Le meilleur footballeur néerlandais de tous les temps effectue dans ses déclarations les mêmes mystifications que sur le terrain.

Ironie ! En 1984, Johan Cruijff a effectué des adieux de classe au football, remportant le doublé championnat-Coupe… avec Feyenoord ! Mais il a écrit sa légende avec l’Ajax : remember ce penalty en deux temps. Cruijff avait placé le ballon au point de penalty et l’avait déporté à gauche du même mouvement, l’offrant à Jesper Olsen, accouru, qui l’avait rendu à Cruijff. JC avait surpris le gardien de Helmond d’une action géniale. Ensuite, Cruijff avait déclaré à Studio Sport :  » C’est presque Noël. Il faut offrir un extra aux gens « . Par la suite, la télévision a repêché les images en noir et blanc qui montrent Rik Coppens et Popeye Piters se livrer au même numéro au Beerschot en 1957…

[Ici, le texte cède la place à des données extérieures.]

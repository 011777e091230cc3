//! Formatted histogram table output.

use crate::datacard::DataCard;
use crate::pipeline::RunSummary;
use crate::Result;
use cerhist_core::AxisMode;
use std::fs::File;
use std::io::{BufWriter, Write};
use std::path::Path;

/// Telescope pointing choice, part of the output naming.
#[derive(Debug, Clone, Copy, PartialEq, Eq)]
pub enum Pointing {
    /// Telescope pointed along the primary incidence angle.
    OnAxis,
    /// Telescope offset by a user-supplied angle.
    OffAxis,
}

impl Pointing {
    /// Label used in output filenames.
    #[must_use]
    pub fn label(self) -> &'static str {
        match self {
            Pointing::OnAxis => "onaxis",
            Pointing::OffAxis => "offaxis",
        }
    }
}

/// Derives the deterministic output filename for a run.
///
/// Pattern: `{energy}GeV_{showers}sh_{theta}deg_{angle}{label}_hist_{mode}.dat`,
/// with numeric fields truncated to integers.
#[must_use]
#[allow(clippy::cast_possible_truncation)]
pub fn output_filename(
    card: &DataCard,
    pointing_angle_deg: f64,
    pointing: Pointing,
    mode: AxisMode,
) -> String {
    format!(
        "{}GeV_{}sh_{}deg_{}{}_hist_{}.dat",
        card.erange as i64,
        card.nshow,
        card.thetap as i64,
        pointing_angle_deg as i64,
        pointing.label(),
        mode.label()
    )
}

/// Writer for the whitespace-delimited histogram table.
pub struct HistogramWriter {
    writer: BufWriter<File>,
}

impl HistogramWriter {
    /// Creates the output file.
    ///
    /// # Errors
    /// Returns an error if the file cannot be created.
    pub fn create<P: AsRef<Path>>(path: P) -> Result<Self> {
        let file = File::create(path)?;
        Ok(Self {
            writer: BufWriter::new(file),
        })
    }

    /// Writes the header block and one row per bin.
    ///
    /// Columns: bin midpoint (m), Cherenkov density and second moment,
    /// fluorescence density and second moment.
    ///
    /// # Errors
    /// Returns an error on any write failure.
    pub fn write_table(
        &mut self,
        card: &DataCard,
        pointing_angle_deg: f64,
        summary: &RunSummary,
    ) -> Result<()> {
        writeln!(self.writer, "# Num_showers: {}", card.nshow)?;
        writeln!(self.writer, "# E_primary (GeV): {}", card.erange)?;
        writeln!(self.writer, "# ID_prim_particle: {}", card.prmpar)?;
        writeln!(self.writer, "# Seeds: {}, {}", card.seed1, card.seed2)?;
        writeln!(
            self.writer,
            "# Theta prim. part. incidence: {} deg",
            card.thetap
        )?;
        writeln!(
            self.writer,
            "# Pointing angle: {pointing_angle_deg} deg"
        )?;
        writeln!(self.writer, "# Obs level (m): {}", card.obslev_cm * 1e-2)?;
        writeln!(self.writer, "# Atmosp model: {}", card.atmod)?;
        writeln!(self.writer, "# Cerenk_bunch_size: {}", card.cersiz)?;
        writeln!(self.writer, "# Fluor_bunch_size: {}", card.flsize)?;
        writeln!(
            self.writer,
            "# Distance to shower axis (m) | Phot_density_Cher/fluor (1/m2)"
        )?;

        let cherenkov = summary.accumulator.cherenkov();
        let fluorescence = summary.accumulator.fluorescence();
        for (bin, midpoint) in summary.geometry.midpoints().iter().enumerate() {
            writeln!(
                self.writer,
                "{:7.2} {} {} {} {}",
                midpoint,
                sci(cherenkov[[0, bin]]),
                sci(cherenkov[[1, bin]]),
                sci(fluorescence[[0, bin]]),
                sci(fluorescence[[1, bin]]),
            )?;
        }

        self.writer.flush()?;
        Ok(())
    }
}

/// Formats a value as fixed-width scientific notation (`1.234560e+02`).
#[allow(clippy::cast_possible_truncation)]
fn sci(value: f64) -> String {
    if value == 0.0 {
        return "0.000000e+00".to_string();
    }
    let mut exponent = value.abs().log10().floor() as i32;
    let mut mantissa = value / 10f64.powi(exponent);
    // Rounding the mantissa to six decimals can carry it to 10.0.
    if format!("{mantissa:.6}").starts_with("10") || format!("{mantissa:.6}").starts_with("-10") {
        mantissa /= 10.0;
        exponent += 1;
    }
    format!("{mantissa:.6}e{exponent:+03}")
}

#[cfg(test)]
mod tests {
    use super::*;
    use crate::datacard::DataCard;
    use crate::pipeline::RunSummary;
    use cerhist_core::{Geometry, HistogramAccumulator};
    use tempfile::NamedTempFile;

    fn card() -> DataCard {
        DataCard {
            xcerary: 40_000.0,
            ycerary: 40_000.0,
            thetap: 20.0,
            nshow: 10,
            erange: 100.0,
            prmpar: 14,
            seed1: 900_001,
            seed2: 900_002,
            obslev_cm: 220_000.0,
            atmod: 1,
            cersiz: 5.0,
            flsize: 1.0,
        }
    }

    #[test]
    fn test_output_filename() {
        assert_eq!(
            output_filename(&card(), 20.0, Pointing::OnAxis, AxisMode::Radial),
            "100GeV_10sh_20deg_20onaxis_hist_r.dat"
        );
        assert_eq!(
            output_filename(&card(), 35.5, Pointing::OffAxis, AxisMode::X),
            "100GeV_10sh_20deg_35offaxis_hist_x.dat"
        );
    }

    #[test]
    fn test_sci_format() {
        assert_eq!(sci(0.0), "0.000000e+00");
        assert_eq!(sci(123.456), "1.234560e+02");
        assert_eq!(sci(-0.00125), "-1.250000e-03");
        assert_eq!(sci(9.999_999_9), "1.000000e+01");
    }

    #[test]
    fn test_write_table() {
        let card = card();
        let geometry = Geometry::from_extents(card.xcerary, card.ycerary).unwrap();
        let mut accumulator = HistogramAccumulator::new(geometry.num_bins());
        let mut batch = ndarray::Array2::zeros((2, geometry.num_bins()));
        batch[[0, 3]] = 0.25;
        accumulator.accumulate(&batch, &batch);

        let summary = RunSummary {
            accumulator,
            geometry,
            records: 3,
            bunch_rows: 1,
        };

        let file = NamedTempFile::new().unwrap();
        let mut writer = HistogramWriter::create(file.path()).unwrap();
        writer.write_table(&card, 20.0, &summary).unwrap();

        let content = std::fs::read_to_string(file.path()).unwrap();
        assert!(content.contains("# Num_showers: 10"));
        assert!(content.contains("# Seeds: 900001, 900002"));
        assert!(content.contains("# Obs level (m): 2200"));
        assert!(content.contains("  35.00 2.500000e-01"));
        assert_eq!(
            content.lines().count(),
            11 + summary.geometry.num_bins()
        );
    }
}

Cruijff a bel et bien été un mythe, accentué par ses absences. Il a pris congé du football, il a rejoué en Amérique et même pour le modeste Levante, avant de revenir au premier plan : un an et demi à l’Ajax et une saison à Feyenoord. Il a ponctué les deux mandats du doublé, soulignant ainsi à qui chaque club devait son succès. Il a fait de la télé, été repris dans des livres et des BD. Et aussi ce spot TV contre le tabac après de graves ennuis cardiaques : il jongle avec un paquet de cigarettes !

Hautain et dissident

Cruijff est prédestiné au métier d’entraîneur au sein des clubs où il a brillé comme joueur : l’Ajax Amsterdam et le FC Barcelone où un conflit avec le président Josep Lluis Nuñez l’a fait renvoyer. Cruijff se nourrit de la controverse. Il est toujours hautain, toujours dissident. Le terme renvoi ne figure pas dans son vocabulaire :  » Je prends constamment toutes les décisions, seul. Si cela pose des problèmes à certains, je les écoute. Ensuite, je m’en vais « . Cruijff s’en est souvent allé.

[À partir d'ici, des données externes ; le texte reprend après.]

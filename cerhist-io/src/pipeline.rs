//! Streaming driver: records in, accumulated histograms out.
//!
//! One strict sequential pull-loop over the record stream. Bunch rows are
//! buffered across [`FLUSH_CADENCE`] records before being binned; the
//! batching is purely a performance device — binning is additive, so the
//! result is identical to binning record by record.

use crate::datacard::DataCard;
use crate::reader::RecordReader;
use crate::{Error, Result};
use cerhist_core::{
    BlockKind, BunchBuffer, DensityHistogram, Geometry, HistogramAccumulator,
};

/// Records buffered between histogram commits.
pub const FLUSH_CADENCE: usize = 10;

/// Everything the run produced, handed to the writer once the stream is
/// done.
#[derive(Debug, Clone)]
pub struct RunSummary {
    /// Accumulated per-species histograms.
    pub accumulator: HistogramAccumulator,
    /// The binning geometry the run used.
    pub geometry: Geometry,
    /// Records read from the stream.
    pub records: usize,
    /// Bunch rows absorbed before zero-row filtering.
    pub bunch_rows: usize,
}

/// Runs the full streaming pass over an opened record stream.
///
/// # Errors
/// Returns [`Error::UnexpectedEof`] if the stream ends before a run-end
/// marker, [`Error::MalformedRecord`] on framing violations, and
/// [`Error::Core`] on geometry or sub-block shape failures.
pub fn run(reader: &mut RecordReader, card: &DataCard, pointing_angle_deg: f64) -> Result<RunSummary> {
    let geometry = Geometry::from_extents(card.xcerary, card.ycerary)?;
    let binner = DensityHistogram::new(geometry.clone(), pointing_angle_deg, card.nshow);
    let threshold = card.bunch_threshold();

    let mut accumulator = HistogramAccumulator::new(geometry.num_bins());
    let mut buffer = BunchBuffer::new();
    let mut pending = 0usize;
    let mut bunch_rows = 0usize;
    let mut run_ended = false;

    while let Some(record) = reader.next_record()? {
        let blocks = record.split()?;
        let saw_run_end = blocks
            .iter()
            .any(|block| block.classify(threshold) == BlockKind::RunEnd);

        let buffered_before = buffer.len();
        buffer.absorb(&blocks, threshold);
        bunch_rows += buffer.len() - buffered_before;
        pending += 1;

        if pending == FLUSH_CADENCE {
            flush(&mut buffer, &binner, &mut accumulator);
            pending = 0;
        }
        if saw_run_end {
            // Final commit regardless of how few records are pending.
            flush(&mut buffer, &binner, &mut accumulator);
            run_ended = true;
            break;
        }
    }

    if !run_ended {
        return Err(Error::UnexpectedEof {
            records: reader.records_read(),
        });
    }

    Ok(RunSummary {
        accumulator,
        geometry,
        records: reader.records_read(),
        bunch_rows,
    })
}

fn flush(buffer: &mut BunchBuffer, binner: &DensityHistogram, accumulator: &mut HistogramAccumulator) {
    let committed = buffer.commit();
    accumulator.accumulate(
        &binner.bin(committed.cherenkov.view()),
        &binner.bin(committed.fluorescence.view()),
    );
}
//! Per-window uptime/downtime estimation.
//!
//! Observations are sparse and irregular, so status is forward-filled: the
//! status at observation `k` is assumed to hold until observation `k + 1`.
//! The gap before the first observation in a window and the tail after the
//! last one are attributed to neither uptime nor downtime, which is why the
//! two totals may sum to less than the window length.

use crate::hours::is_open;
use crate::schema::{BusinessHourRule, Observation, Status};
use chrono::{DateTime, Utc};
use chrono_tz::Tz;

/// Accumulated uptime and downtime for one trailing window, in minutes.
#[derive(Debug, Clone, Copy, Default, PartialEq)]
pub struct WindowTotals {
    /// Minutes the store was observed (or forward-filled) active inside
    /// business hours.
    pub uptime_minutes: f64,
    /// Minutes the store was observed (or forward-filled) inactive inside
    /// business hours.
    pub downtime_minutes: f64,
}

/// Estimates uptime/downtime for the inclusive window
/// `[window_start, now]`.
///
/// Each consecutive pair of in-window observations forms a segment carrying
/// the earlier observation's status. Business-hours membership is evaluated
/// at the segment's start instant only; a segment straddling an open/closed
/// boundary counts entirely toward whichever side its start falls on.
/// Segments starting outside business hours contribute to neither total.
/// Windows holding zero or one observation yield `(0, 0)`.
pub fn estimate(
    observations: &[Observation],
    rules: &[BusinessHourRule],
    tz: Tz,
    window_start: DateTime<Utc>,
    now: DateTime<Utc>,
) -> WindowTotals {
    let mut in_window: Vec<&Observation> = observations
        .iter()
        .filter(|obs| window_start <= obs.observed_at && obs.observed_at <= now)
        .collect();
    // Stable sort keeps equal-timestamp observations in storage order.
    in_window.sort_by_key(|obs| obs.observed_at);

    let mut totals = WindowTotals::default();
    for pair in in_window.windows(2) {
        let [prev, next] = pair else { continue };

        let duration_minutes =
            (next.observed_at - prev.observed_at).num_milliseconds() as f64 / 60_000.0;
        if !is_open(rules, tz, prev.observed_at) {
            continue;
        }

        match prev.status {
            Status::Active => totals.uptime_minutes += duration_minutes,
            Status::Inactive => totals.downtime_minutes += duration_minutes,
        }
    }

    totals
}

Même s’il n’a plus exercé de fonction officielle depuis 1996, on mettra entre parenthèses le poste de sélectionneur de la Catalogne, Cruijff n’a jamais quitté la scène. Il a signé des éditoriaux, il a participé à des émissions TV, il a accordé des interviews à chaque tressautement de l’Ajax ou de l’équipe nationale des Pays-Bas. Elle trébuche ? Cruijff apparaît puis s’éclipse. S’il n’a jamais hésité à critiquer les dirigeants, à démolir les entraîneurs et les sélectionneurs, Cruijff n’a jamais non plus voulu se salir les mains en acceptant un mandat. Il a toujours proclamé comment les Pays-Bas devaient jouer sans jamais s’emparer des rênes. Cruijff préfère rester confortablement sur la touche. Ses exigences salariales sont excessives et lui ont toujours fourni une excuse idéale mais cela n’empêche personne de penser qu’ainsi, nul ne pourra dire qu’il a échoué comme sélectionneur des Pays-Bas.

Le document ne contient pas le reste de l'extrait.